Kein Wunder, dass mir bei solchen Gedanken das Lesen schwer fiel. Auch zum Lesen braucht man Ruhe, bei der Arbeit geht es nicht. Jedenfalls nicht, wenn man seine wachen Phasen zum Schreiben nutzt. Ich werd deshalb erstmal darauf verzichten in den Nachtschichten zu lesen. Dann muss ich quasi schreiben. Multitasking ist halt Quatsch. Bleib bei einer Sache, und wenn dir was einfällt, mach es gleich oder schreib es auf einen Zettel für später. Ehrlich wahr.
Das heißt, einen geborenen Multitasker kenne ich: Lukas. Niemand sonst kann die widersprüchlichsten Dinge mit unsichtbaren Händen jonglieren, wo anderen der Angstschweiß ausbricht. Lukas scheint nicht zu wissen, dass es sich um laufende Motorsägen in seiner Rechten, und um zwei scharfe Handgranaten und eine Orange in seiner Linken handelt. Anderen würden da die Hände zittern, bei ihm bleibt der Kopf leer und er sieht nur den richtigen Weg. So jemand müsste eigentlich Chirurg werden, nur kann er eine Leber nicht von einem Schnitzel unterscheiden. Außerdem gibt es noch den ausgleichenden Nebeneffekt, dass er manchmal die einfachsten Sachen nicht auf die Reihe kriegt. Den Stundenplan lesen, die richtigen Hausaufgaben machen oder die nötigen Schulbücher mitbringen – wenn ihm jemand sagt, was er tun soll, blockiert etwas in seinem Kopf. Anarchismus ist im ebenso angeboren, wie Multitasking. Zugegeben, eine schräge Kombination. Und auch um seinetwillen wünsche ich mir, dass Clara und Dennis die ganze Wahrheit erfahren. Es ist ungerecht, wenn nicht auch Lukas umgekehrt endlich von ihnen erfährt.
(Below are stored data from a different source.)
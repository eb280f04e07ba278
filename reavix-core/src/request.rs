//! Incoming request as seen by middleware, plugins and handlers.

use std::time::Instant;

use bytes::Bytes;
use serde::de::DeserializeOwned;

use crate::headers::HeaderList;
use crate::trie::PathParam;
use crate::CoreError;

/// Request: method, path, raw query, headers, body, captured path params, trace id.
#[derive(Clone, Debug)]
pub struct Request {
    pub method: String,
    pub path: String,
    /// Raw query string without the leading `?`.
    pub query: String,
    pub headers: HeaderList,
    pub body: Bytes,
    /// Path params in capture order; filled by the pipeline after a route matched.
    pub params: HeaderList,
    pub trace_id: Option<String>,
    pub started_at: Instant,
}

impl Request {
    /// `target` may carry a query string (`/search?q=x`).
    pub fn new(method: impl Into<String>, target: &str) -> Self {
        let (path, query) = match target.split_once('?') {
            Some((p, q)) => (p, q),
            None => (target, ""),
        };
        Self {
            method: method.into(),
            path: path.to_owned(),
            query: query.to_owned(),
            headers: HeaderList::new(),
            body: Bytes::new(),
            params: HeaderList::new(),
            trace_id: None,
            started_at: Instant::now(),
        }
    }

    pub fn with_header(mut self, name: impl Into<String>, value: impl Into<String>) -> Self {
        self.headers.append(name, value);
        self
    }

    pub fn with_body(mut self, body: impl Into<Bytes>) -> Self {
        self.body = body.into();
        self
    }

    pub fn with_trace_id(mut self, trace_id: impl Into<String>) -> Self {
        self.trace_id = Some(trace_id.into());
        self
    }

    /// Header value, case-insensitive.
    pub fn header(&self, name: &str) -> Option<&str> {
        self.headers.get(name)
    }

    /// Path param value, case-insensitive.
    pub fn param(&self, name: &str) -> Option<&str> {
        self.params.get(name)
    }

    /// Replace the params with a fresh capture.
    pub fn set_params(&mut self, params: Vec<PathParam>) {
        self.params = params.into_iter().map(|p| (p.name, p.value)).collect();
    }

    /// First value of `name` in the query string. No percent-decoding.
    pub fn query_param(&self, name: &str) -> Option<&str> {
        self.query
            .split('&')
            .filter(|pair| !pair.is_empty())
            .map(|pair| pair.split_once('=').unwrap_or((pair, "")))
            .find(|(k, _)| *k == name)
            .map(|(_, v)| v)
    }

    pub fn body_str(&self) -> Option<&str> {
        std::str::from_utf8(&self.body).ok()
    }

    /// Deserialize the body as JSON.
    pub fn json<T: DeserializeOwned>(&self) -> Result<T, CoreError> {
        Ok(serde_json::from_slice(&self.body)?)
    }

    pub fn trace_id(&self) -> Option<&str> {
        self.trace_id.as_deref()
    }
}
Vor neunzehn Jahren hat er Nadine und Daniel zuletzt gesehen, als sie bei mir zu Besuch waren, kurz bevor sie sich getrennt haben. Als Nadine dann mit den Zwillingen schwanger war, wiederholten wir einfach die Abmachung, wie wir sie schon zuvor bei Valentin getroffen hatten. Wenn Lukas nicht wusste, wo sie wohnten und dass es ein Enkelkind – oder jetzt eben Enkelkinder – gab, dann konnte er sich nicht verplappern, musste nicht lügen. Daniel’s Eltern wussten das, und Lukas hat ihm mehr als einmal Hausarrest eingebrockt, weil man es ihm eben ansah.
Lukas tat das leid, und er schämte sich so sehr dafür, dass er versuchte sich im Lügen zu üben, aber das einzige, was er hinbekam war, dass ein anderes sichtbares Körperteil rot wurde: Nase, Backen, Ohren oder alles nacheinander, wie bei einer kaputten Ampel. Es war hoffnungslos. Bis wir dahinter kamen, dass man das auch zu unserem Vorteil nutzen konnte. Weil es sich bei den Eltern etabliert hatte, dass Lukas nicht lügen konnte, wurde er für sie zum wandelnden Lügendetektor. Aber wir fanden heraus, dass man die Wahrheit ein wenig zu unseren Gunsten verbiegen konnte. Wenn die Fragen nämlich nicht präzise genug gestellt waren, dann konnte sich Lukas dumm stellen, weil er ja nicht exakt danach gefragt worden war. Zum Beispiel die Frage, ob wir Alkohol getrunken hätten, verneinte Lukas dann erleichtert, weil wir ja keinen reinen Alkohol tranken. Ein Bier zum Beispiel besteht schließlich zu mehr als 95% aus anderen Substanzen als Alkohol, also trank man da doch in erster Linie Bier, und keinen Alkohol. Wenn man dann noch den letzten Schluck in der Flasche oder Dose ließ, konnte man sich damit rausreden, dass sich schließlich dort der Großteil des bösen Alkohols verbergen könnte, im Noagerl. Als würde er sich am Boden absetzten, wie Hefe im Weißbier.